Gupta Preeti, Pearce Alex K, Pham Thaidan, Miller Michael, Brunetti Korey, Heskett Karen, Malhotra Atul, Mayampurath Anoop, Afshar Majid
Scripps Research, La Jolla, CA, USA.
University of California San Diego, San Diego, CA, USA.
Intensive Care Med Exp. 2025 Aug 8;13(1):83. doi: 10.1186/s40635-025-00791-3.
Artificial intelligence (AI) has emerged as a promising tool for decision support in managing acute respiratory failure, yet its real-world clinical impact remains unclear. This scoping review identifies clinically validated AI-driven tools in this domain, focusing on the reporting of key evaluation quality measures that are a prerequisite for broader deployment.
Studies were included if they compared a clinical, human factors, or health systems-related outcome of an AI-driven intervention to a control group in adult patients with acute respiratory failure. Studies were excluded if they lacked a machine learning model, compared models trained on the same dataset, assessed only model performance, or evaluated models in simulated settings. A systematic literature search was conducted in PubMed, CINAHL, and EmBase, from inception until January 2025. Each abstract was independently screened by two reviewers. One reviewer extracted data and performed quality assessment, following the DECIDE-AI framework for early-stage clinical evaluation of AI-based decision support systems.
Of 5,987 citations, six studies met eligibility. The studies, conducted between 2012 and 2024 in Taiwan, Italy, and the U.S., included 40-2,536 patients. Four studies (67%) focused on predicting weaning from mechanical ventilation. Three (50%) of the studies demonstrated a statistically significant and clinically meaningful outcome. Studies met a median of 3.5 (IQR: 2.25-6.25) of the 17 DECIDE-AI criteria. None reported AI-related errors, malfunctions, or algorithmic fairness considerations. Only one study (17%) described user characteristics and adherence, while two (33%) assessed human-computer agreement and usability.
Our review identified six studies evaluating AI-driven decision support tools for acute respiratory failure, with most focusing on predicting weaning from mechanical ventilation. However, methodological rigor for early clinical evaluation was inconsistent, with studies meeting few of the DECIDE-AI criteria. Notably, critical aspects such as error reporting, algorithmic fairness, and user adherence were largely unaddressed. Further high-quality assessments of reliability, usability, and real-world implementation are essential to realize the potential of these tools to transform patient care.

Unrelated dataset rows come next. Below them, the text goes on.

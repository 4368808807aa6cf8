//! CLI module
//!
//! Command-line interface for running sources.
//!
//! # Commands
//!
//! - `check` - Verify the source's data is reachable
//! - `discover` - Print the source catalog
//! - `read` - Read streams, interleaving records with state checkpoints

mod commands;
mod runner;

pub use commands::{Cli, Commands, OutputFormat};
pub use runner::Runner;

人工智能(AI)已成为管理急性呼吸衰竭决策支持的一种有前景的工具,但其在现实世界中的临床影响仍不明确。本范围综述确定了该领域经过临床验证的人工智能驱动工具,重点关注关键评估质量指标的报告,这些指标是更广泛应用的先决条件。
如果研究将人工智能驱动干预的临床、人为因素或卫生系统相关结果与成年急性呼吸衰竭患者的对照组进行比较,则纳入该研究。如果研究缺乏机器学习模型、比较在同一数据集上训练的模型、仅评估模型性能或在模拟环境中评估模型,则排除该研究。在PubMed、CINAHL和EmBase中进行了从创刊到2025年1月的系统文献检索。每篇摘要由两名评审员独立筛选。一名评审员按照基于人工智能的决策支持系统早期临床评估的DECIDE-AI框架提取数据并进行质量评估。

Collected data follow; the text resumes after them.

//! Error types for Solidafy Sync
//!
//! This module defines the error hierarchy for the entire crate.
//! All public APIs return `Result<T, Error>` where Error is defined here.

use thiserror::Error;

/// The main error type for Solidafy Sync
#[derive(Error, Debug)]
pub enum Error {
    // ============================================================================
    // Configuration Errors
    // ============================================================================
    #[error("Configuration error: {message}")]
    Config { message: String },

    #[error("Missing required config field: {field}")]
    MissingConfigField { field: String },

    #[error("Invalid primary key declaration: {message}")]
    InvalidPrimaryKey { message: String },

    #[error("Invalid cursor field declaration: {message}")]
    InvalidCursorField { message: String },

    #[error("Failed to parse YAML: {0}")]
    YamlParse(#[from] serde_yaml::Error),

    #[error("Failed to parse JSON: {0}")]
    JsonParse(#[from] serde_json::Error),

    // ============================================================================
    // Data Processing Errors
    // ============================================================================
    #[error("Failed to decode record: {message}")]
    Decode { message: String },

    #[error("Failed to read records for stream '{stream}': {message}")]
    Read { stream: String, message: String },

    // ============================================================================
    // State Errors
    // ============================================================================
    #[error("State error: {message}")]
    State { message: String },

    // ============================================================================
    // Source Errors
    // ============================================================================
    #[error("Stream '{stream}' not found in source")]
    StreamNotFound { stream: String },

    #[error("Partition error for stream '{stream}': {message}")]
    Partition { stream: String, message: String },

    #[error("Sync failed for streams: {}", streams.join(", "))]
    StreamsFailed { streams: Vec<String> },

    // ============================================================================
    // I/O Errors
    // ============================================================================
    #[error("IO error: {0}")]
    Io(#[from] std::io::Error),

    #[error("File not found: {path}")]
    FileNotFound { path: String },

    // ============================================================================
    // Generic Errors
    // ============================================================================
    #[error("{0}")]
    Other(String),

    #[error(transparent)]
    Anyhow(#[from] anyhow::Error),
}

impl Error {
    /// Create a config error
    pub fn config(message: impl Into<String>) -> Self {
        Self::Config {
            message: message.into(),
        }
    }

    /// Create a missing field error
    pub fn missing_field(field: impl Into<String>) -> Self {
        Self::MissingConfigField {
            field: field.into(),
        }
    }

    /// Create an invalid primary key error
    pub fn invalid_primary_key(message: impl Into<String>) -> Self {
        Self::InvalidPrimaryKey {
            message: message.into(),
        }
    }

    /// Create an invalid cursor field error
    pub fn invalid_cursor_field(message: impl Into<String>) -> Self {
        Self::InvalidCursorField {
            message: message.into(),
        }
    }

    /// Create a decode error
    pub fn decode(message: impl Into<String>) -> Self {
        Self::Decode {
            message: message.into(),
        }
    }

    /// Create a read error
    pub fn read(stream: impl Into<String>, message: impl Into<String>) -> Self {
        Self::Read {
            stream: stream.into(),
            message: message.into(),
        }
    }

    /// Create a state error
    pub fn state(message: impl Into<String>) -> Self {
        Self::State {
            message: message.into(),
        }
    }

    /// Create a partition error
    pub fn partition(stream: impl Into<String>, message: impl Into<String>) -> Self {
        Self::Partition {
            stream: stream.into(),
            message: message.into(),
        }
    }

    /// Create a stream not found error
    pub fn stream_not_found(stream: impl Into<String>) -> Self {
        Self::StreamNotFound {
            stream: stream.into(),
        }
    }

    /// Whether this error comes from the source's own configuration
    pub fn is_config_error(&self) -> bool {
        matches!(
            self,
            Error::Config { .. }
                | Error::MissingConfigField { .. }
                | Error::InvalidPrimaryKey { .. }
                | Error::InvalidCursorField { .. }
                | Error::YamlParse(_)
        )
    }
}

/// Result type alias for Solidafy Sync
pub type Result<T> = std::result::Result<T, Error>;

/// Extension trait for adding context to errors
pub trait ResultExt<T> {
    /// Add context to an error
    fn context(self, message: impl Into<String>) -> Result<T>;

    /// Add context with a closure (lazy evaluation)
    fn with_context<F: FnOnce() -> String>(self, f: F) -> Result<T>;
}

impl<T, E: Into<Error>> ResultExt<T> for std::result::Result<T, E> {
    fn context(self, message: impl Into<String>) -> Result<T> {
        self.map_err(|e| {
            let inner = e.into();
            Error::Other(format!("{}: {}", message.into(), inner))
        })
    }

    fn with_context<F: FnOnce() -> String>(self, f: F) -> Result<T> {
        self.map_err(|e| {
            let inner = e.into();
            Error::Other(format!("{}: {}", f(), inner))
        })
    }
}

在5987条引用文献中,有6项研究符合纳入标准。这些研究于2012年至2024年在台湾、意大利和美国进行,纳入了40至2536名患者。4项研究(67%)侧重于预测机械通气脱机。3项研究(50%)显示出具有统计学意义和临床意义的结果。研究符合17项DECIDE-AI标准中的中位数为3.5项(四分位间距:2.25 - 6.25)。没有研究报告与人工智能相关的错误、故障或算法公平性考量。只有1项研究(17%)描述了用户特征和依从性,而2项研究(33%)评估了人机一致性和可用性。
我们的综述确定了6项评估人工智能驱动的急性呼吸衰竭决策支持工具的研究,大多数研究侧重于预测机械通气脱机。然而,早期临床评估的方法严谨性不一致,研究符合的DECIDE-AI标准很少。值得注意的是,诸如错误报告、算法公平性和用户依从性等关键方面在很大程度上未得到解决。进一步对可靠性、可用性和实际应用进行高质量评估对于实现这些工具改变患者护理的潜力至关重要。